+++ RECORDS FOR THIS EXERCISE +++
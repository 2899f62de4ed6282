pub mod alert;
pub mod config;
pub mod logging;
pub mod nodes;
pub mod rule_store;
pub mod runtime;
mod types;
mod validate;

pub use alert::{AlertConfig, RetryConfig};
pub use config::CiraConfig;
pub use logging::{LogFormat, LoggingConfig};
pub use nodes::NodeConfig;
pub use rule_store::RuleStoreConfig;
pub use runtime::RuntimeConfig;
pub use types::HumanDuration;
use derive_more::From;
use orion_error::{ErrorCode, StructError, UvsReason};

use cira_core::CoreReason;

/// Runtime-level error taxonomy: bootstrap/shutdown failures plus the two
/// reasons that can surface out of a tick without it being a bug —
/// a node fetch timing out and a fatal store/invariant failure.
#[derive(Debug, Clone, PartialEq, thiserror::Error, From)]
pub enum RuntimeReason {
    #[error("bootstrap error: {0}")]
    #[from(ignore)]
    Bootstrap(String),
    #[error("shutdown error")]
    Shutdown,
    /// Node unreachable, timed out, or returned unparseable JSON. Captured
    /// per-node; the tick proceeds with a sentinel payload for that node.
    #[error("fetch error: {0}")]
    #[from(ignore)]
    Fetch(String),
    /// Disk write failure or an invariant violated at the runtime layer.
    /// `cira-gateway`'s `main` exits with code 2 on this reason.
    #[error("fatal error: {0}")]
    #[from(ignore)]
    Fatal(String),
    #[error("{0}")]
    Core(CoreReason),
    #[error("{0}")]
    Uvs(UvsReason),
}

impl ErrorCode for RuntimeReason {
    fn error_code(&self) -> i32 {
        match self {
            Self::Bootstrap(_) => 2001,
            Self::Shutdown => 2002,
            Self::Fetch(_) => 2003,
            Self::Fatal(_) => 2004,
            Self::Core(c) => c.error_code(),
            Self::Uvs(u) => u.error_code(),
        }
    }
}

pub type RuntimeError = StructError<RuntimeReason>;
pub type RuntimeResult<T> = Result<T, RuntimeError>;
fn eval_expr(expr: &Expr, scope: &mut Scope) -> Result<Value, EvalError> {
    scope.tick()?;
    match expr {
        Expr::Number(n) => Ok(Value::Number(*n)),
        Expr::Str(s) => Ok(Value::Str(s.clone())),
        Expr::Bool(b) => Ok(Value::Bool(*b)),
        Expr::Null => Ok(Value::Null),
        Expr::Ident(name) => scope.resolve(name),
        Expr::Member { object, property } => {
            if let Expr::Ident(ns) = object.as_ref() {
                if ns == "Math" {
                    return Err(EvalError::UnknownIdentifier(format!("Math.{property}")));
                }
            }
            let base = eval_expr(object, scope)?;
            Ok(base.get(property))
        }
        Expr::Index { object, index } => {
            let base = eval_expr(object, scope)?;
            let idx = eval_expr(index, scope)?;
            match (&base, &idx) {
                (Value::Array(items), Value::Number(n)) => {
                    let i = *n as usize;
                    Ok(items.get(i).cloned().unwrap_or(Value::Null))
                }
                (Value::Object(_), Value::Str(key)) => Ok(base.get(key)),
                _ => Err(EvalError::Type("invalid index access".to_string())),
            }
        }
        Expr::Unary { op, expr } => {
            let value = eval_expr(expr, scope)?;
            match op {
                UnaryOp::Not => Ok(Value::Bool(!value.as_bool())),
                UnaryOp::Neg => Ok(Value::Number(-value.as_number()?)),
            }
        }
        Expr::Binary { op, left, right } => {
            let l = eval_expr(left, scope)?;
            let r = eval_expr(right, scope)?;
            eval_binary(*op, l, r)
        }
        Expr::Logical { op, left, right } => {
            let l = eval_expr(left, scope)?;
            match op {
                LogicalOp::And => {
                    if !l.as_bool() {
                        Ok(l)
                    } else {
                        eval_expr(right, scope)
                    }
                }
                LogicalOp::Or => {
                    if l.as_bool() {
                        Ok(l)
                    } else {
                        eval_expr(right, scope)
                    }
                }
            }
        }
        Expr::Conditional {
            cond,
            then_expr,
            else_expr,
        } => {
            if eval_expr(cond, scope)?.as_bool() {
                eval_expr(then_expr, scope)
            } else {
                eval_expr(else_expr, scope)
            }
        }
        Expr::Call { callee, args } => eval_call(callee, args, scope),
        Expr::Arrow { .. } => Err(EvalError::Type(
            "arrow function used outside an array method call".to_string(),
        )),
        Expr::Object(fields) => {
            let mut map = BTreeMap::new();
            for (key, value_expr) in fields {
                map.insert(key.clone(), eval_expr(value_expr, scope)?);
            }
            Ok(Value::Object(map))
        }
    }
}
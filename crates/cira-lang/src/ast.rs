//! Abstract syntax tree for the atomic-rule language.
//!
//! This is a deliberately small subset of JavaScript expression/statement
//! syntax: `if`/`return` control flow, object literals, member/index access,
//! arithmetic/comparison/logical operators, and a closed set of array
//! methods (`some`, `every`, `filter`, `map`, `find`) driven by single-param
//! arrow functions. There is no loop, assignment, function declaration, or
//! module syntax — those are simply not part of the grammar, which is what
//! gives the sandbox its capability restriction (see `interpreter`).

use std::collections::BTreeSet;

#[derive(Debug, Clone, PartialEq)]
#[non_exhaustive]
pub struct Program {
    pub statements: Vec<Stmt>,
}

#[derive(Debug, Clone, PartialEq)]
#[non_exhaustive]
pub enum Stmt {
    If {
        cond: Expr,
        then_branch: Box<Stmt>,
        else_branch: Option<Box<Stmt>>,
    },
    Return(Expr),
    Block(Vec<Stmt>),
}

#[derive(Debug, Clone, Copy, PartialEq, Eq)]
#[non_exhaustive]
pub enum BinOp {
    Add,
    Sub,
    Mul,
    Div,
    Mod,
    Eq,
    Ne,
    Lt,
    Le,
    Gt,
    Ge,
}

#[derive(Debug, Clone, Copy, PartialEq, Eq)]
#[non_exhaustive]
pub enum LogicalOp {
    And,
    Or,
}

#[derive(Debug, Clone, Copy, PartialEq, Eq)]
#[non_exhaustive]
pub enum UnaryOp {
    Not,
    Neg,
}

#[derive(Debug, Clone, PartialEq)]
#[non_exhaustive]
pub enum Expr {
    Number(f64),
    Str(String),
    Bool(bool),
    Null,
    /// Bare identifier: `payload`, or an arrow-function parameter in scope.
    Ident(String),
    Member {
        object: Box<Expr>,
        property: String,
    },
    Index {
        object: Box<Expr>,
        index: Box<Expr>,
    },
    Unary {
        op: UnaryOp,
        expr: Box<Expr>,
    },
    Binary {
        op: BinOp,
        left: Box<Expr>,
        right: Box<Expr>,
    },
    Logical {
        op: LogicalOp,
        left: Box<Expr>,
        right: Box<Expr>,
    },
    Conditional {
        cond: Box<Expr>,
        then_expr: Box<Expr>,
        else_expr: Box<Expr>,
    },
    /// `callee(args...)`. `callee` is either `Ident("Math")` member access
    /// (`Math.min(a, b)`) or a method call on an array-valued expression
    /// (`payload.detections.some(...)`).
    Call {
        callee: Box<Expr>,
        args: Vec<Expr>,
    },
    /// `param => body` — only valid as the sole argument of an array method.
    Arrow {
        param: String,
        body: Box<Expr>,
    },
    Object(Vec<(String, Expr)>),
}

impl Program {
    /// Enumerate every distinct `payload.<path>` access the code performs,
    /// in source order. Used by the rule store (C2) to stamp `reads` and by
    /// the socket registry (C11) to infer `socket_type`.
    pub fn reads(&self) -> Vec<String> {
        let mut out = Vec::new();
        let mut seen = BTreeSet::new();
        for stmt in &self.statements {
            collect_reads_stmt(stmt, &mut out, &mut seen);
        }
        out
    }

    /// Enumerate every distinct `action` literal returned by an object
    /// literal containing an `action` field with a string-literal value.
    pub fn produces(&self) -> Vec<String> {
        let mut out = Vec::new();
        let mut seen = BTreeSet::new();
        for stmt in &self.statements {
            collect_produces_stmt(stmt, &mut out, &mut seen);
        }
        out
    }
}

fn collect_reads_stmt(stmt: &Stmt, out: &mut Vec<String>, seen: &mut BTreeSet<String>) {
    match stmt {
        Stmt::If {
            cond,
            then_branch,
            else_branch,
        } => {
            collect_reads_expr(cond, out, seen);
            collect_reads_stmt(then_branch, out, seen);
            if let Some(e) = else_branch {
                collect_reads_stmt(e, out, seen);
            }
        }
        Stmt::Return(expr) => collect_reads_expr(expr, out, seen),
        Stmt::Block(stmts) => {
            for s in stmts {
                collect_reads_stmt(s, out, seen);
            }
        }
    }
}

/// Walk a member-access chain rooted at `payload`, returning the dotted path
/// (e.g. `payload.stats.defects_per_hour`) if the chain is rooted there.
fn path_of(expr: &Expr) -> Option<String> {
    match expr {
        Expr::Ident(name) if name == "payload" => Some("payload".to_string()),
        Expr::Member { object, property } => {
            let base = path_of(object)?;
            Some(format!("{base}.{property}"))
        }
        Expr::Index { object, .. } => path_of(object),
        _ => None,
    }
}

fn collect_reads_expr(expr: &Expr, out: &mut Vec<String>, seen: &mut BTreeSet<String>) {
    if let Some(path) = path_of(expr) {
        if path != "payload" && seen.insert(path.clone()) {
            out.push(path);
        }
    }
    match expr {
        Expr::Member { object, .. } => collect_reads_expr(object, out, seen),
        Expr::Index { object, index } => {
            collect_reads_expr(object, out, seen);
            collect_reads_expr(index, out, seen);
        }
        Expr::Unary { expr, .. } => collect_reads_expr(expr, out, seen),
        Expr::Binary { left, right, .. } | Expr::Logical { left, right, .. } => {
            collect_reads_expr(left, out, seen);
            collect_reads_expr(right, out, seen);
        }
        Expr::Conditional {
            cond,
            then_expr,
            else_expr,
        } => {
            collect_reads_expr(cond, out, seen);
            collect_reads_expr(then_expr, out, seen);
            collect_reads_expr(else_expr, out, seen);
        }
        Expr::Call { callee, args } => {
            collect_reads_expr(callee, out, seen);
            for a in args {
                collect_reads_expr(a, out, seen);
            }
        }
        Expr::Arrow { body, .. } => collect_reads_expr(body, out, seen),
        Expr::Object(fields) => {
            for (_, v) in fields {
                collect_reads_expr(v, out, seen);
            }
        }
        Expr::Number(_) | Expr::Str(_) | Expr::Bool(_) | Expr::Null | Expr::Ident(_) => {}
    }
}

fn collect_produces_stmt(stmt: &Stmt, out: &mut Vec<String>, seen: &mut BTreeSet<String>) {
    match stmt {
        Stmt::If {
            then_branch,
            else_branch,
            ..
        } => {
            collect_produces_stmt(then_branch, out, seen);
            if let Some(e) = else_branch {
                collect_produces_stmt(e, out, seen);
            }
        }
        Stmt::Return(expr) => collect_produces_expr(expr, out, seen),
        Stmt::Block(stmts) => {
            for s in stmts {
                collect_produces_stmt(s, out, seen);
            }
        }
    }
}

fn collect_produces_expr(expr: &Expr, out: &mut Vec<String>, seen: &mut BTreeSet<String>) {
    if let Expr::Object(fields) = expr {
        for (key, value) in fields {
            if key == "action" {
                if let Expr::Str(s) = value {
                    if seen.insert(s.clone()) {
                        out.push(s.clone());
                    }
                }
            }
        }
    }
    if let Expr::Conditional {
        then_expr,
        else_expr,
        ..
    } = expr
    {
        collect_produces_expr(then_expr, out, seen);
        collect_produces_expr(else_expr, out, seen);
    }
}
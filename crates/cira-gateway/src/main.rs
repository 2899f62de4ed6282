use std::path::PathBuf;
use std::process::ExitCode;

use anyhow::Result;
use clap::{Parser, Subcommand};

use cira_config::CiraConfig;
use cira_core::{ImportMode, RuleStore};
use cira_runtime::lifecycle::{wait_for_signal, CiraRuntime};
use cira_runtime::tracing_init::init_tracing;

#[derive(Parser)]
#[command(name = "cira", about = "CiRA CLAW edge rule evaluation engine")]
struct Cli {
    #[command(subcommand)]
    command: Commands,
}

#[derive(Subcommand)]
enum Commands {
    /// Start the tick scheduler and run until terminated.
    Run {
        /// Path to cira.toml
        #[arg(short, long)]
        config: PathBuf,
    },
    /// Administer the rule store without running the scheduler.
    Rule {
        #[command(subcommand)]
        action: RuleCommands,
    },
}

#[derive(Subcommand)]
enum RuleCommands {
    /// List every atomic and composite rule in the store.
    List {
        #[arg(short, long)]
        config: PathBuf,
    },
    /// Export the whole rule store as a portable JSON bundle.
    Export {
        #[arg(short, long)]
        config: PathBuf,
        /// Write the bundle here instead of stdout.
        #[arg(short, long)]
        out: Option<PathBuf>,
    },
    /// Import a JSON bundle produced by `rule export`.
    Import {
        #[arg(short, long)]
        config: PathBuf,
        /// Bundle file to read.
        #[arg(short, long)]
        file: PathBuf,
        /// Overwrite rules that already exist instead of merging.
        #[arg(long)]
        overwrite: bool,
    },
    /// Clear the in-process stateful operator state for the next run.
    ///
    /// The Stateful Node Store lives only in the memory of a running `run`
    /// process and is never written to disk, so there is nothing on disk to
    /// reset; this confirms the next `run` invocation always starts from a
    /// clean slate.
    ResetState {
        #[arg(short, long)]
        config: PathBuf,
    },
}

/// Exit code paired with the failure, so the runtime's own fatal/bootstrap
/// distinction survives past the `anyhow` boundary into `main`'s process
/// exit code without relying on downcasting.
type CliError = (u8, anyhow::Error);

fn load_config(path: &PathBuf) -> Result<CiraConfig> {
    CiraConfig::load(path)
}

fn open_store(config: &CiraConfig) -> Result<RuleStore> {
    let root = config.rule_store.resolve_root()?;
    RuleStore::open(root).map_err(|e| anyhow::anyhow!("{e}"))
}

#[tokio::main]
async fn main() -> ExitCode {
    match run().await {
        Ok(()) => ExitCode::from(0),
        Err((code, e)) => {
            eprintln!("error: {e:#}");
            ExitCode::from(code)
        }
    }
}

async fn run() -> Result<(), CliError> {
    let cli = Cli::parse();

    match cli.command {
        Commands::Run { config } => run_server(config).await?,
        Commands::Rule { action } => handle_rule_command(action).map_err(|e| (1, e))?,
    }

    Ok(())
}

/// Config-load and bootstrap failures exit 1; anything the runtime marks
/// fatal once it is running (disk I/O, store corruption) exits 2.
async fn run_server(config: PathBuf) -> Result<(), CliError> {
    let config_path = config
        .canonicalize()
        .map_err(|e| (1, anyhow::anyhow!("config path '{}': {e}", config.display())))?;
    let cira_config = load_config(&config_path).map_err(|e| (1, e))?;
    let base_dir = config_path
        .parent()
        .expect("config path must have a parent directory");

    let _guard = init_tracing(&cira_config.logging, base_dir).map_err(|e| (1, e))?;

    let runtime = CiraRuntime::start(cira_config, base_dir)
        .await
        .map_err(|e| (2, anyhow::anyhow!("{e}")))?;
    tracing::info!(domain = "sys", "cira runtime started");

    wait_for_signal(runtime.cancel_token()).await;
    runtime.shutdown();
    runtime
        .wait()
        .await
        .map_err(|e| (2, anyhow::anyhow!("{e}")))?;
    Ok(())
}

fn handle_rule_command(action: RuleCommands) -> Result<()> {
    match action {
        RuleCommands::List { config } => {
            let cfg = load_config(&config)?;
            let store = open_store(&cfg)?;
            let atomic = store.list_atomic().map_err(|e| anyhow::anyhow!("{e}"))?;
            let composite = store
                .list_composite()
                .map_err(|e| anyhow::anyhow!("{e}"))?;
            println!(
                "{}",
                serde_json::to_string_pretty(&serde_json::json!({
                    "atomic": atomic,
                    "composite": composite,
                }))?
            );
        }
        RuleCommands::Export { config, out } => {
            let cfg = load_config(&config)?;
            let store = open_store(&cfg)?;
            let bundle = store.export_bundle().map_err(|e| anyhow::anyhow!("{e}"))?;
            let json = serde_json::to_string_pretty(&bundle)?;
            match out {
                Some(path) => std::fs::write(&path, json)
                    .map_err(|e| anyhow::anyhow!("cannot write {}: {e}", path.display()))?,
                None => println!("{json}"),
            }
        }
        RuleCommands::Import {
            config,
            file,
            overwrite,
        } => {
            let cfg = load_config(&config)?;
            let store = open_store(&cfg)?;
            let contents = std::fs::read_to_string(&file)
                .map_err(|e| anyhow::anyhow!("cannot read {}: {e}", file.display()))?;
            let bundle = serde_json::from_str(&contents)?;
            let mode = if overwrite {
                ImportMode::Overwrite
            } else {
                ImportMode::Merge
            };
            store
                .import_bundle(bundle, mode)
                .map_err(|e| anyhow::anyhow!("{e}"))?;
        }
        RuleCommands::ResetState { config } => {
            let _ = load_config(&config)?;
            println!("stateful operator state is held in memory only; the next `run` starts clean");
        }
    }
    Ok(())
}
+++
▶ **WHAT YOU HAVE TO DO**
Across the records above, how many lines does the word "Enumerate" appear on? Reply with the number only.

▶ **ANSWER TO THE PROBLEM**
2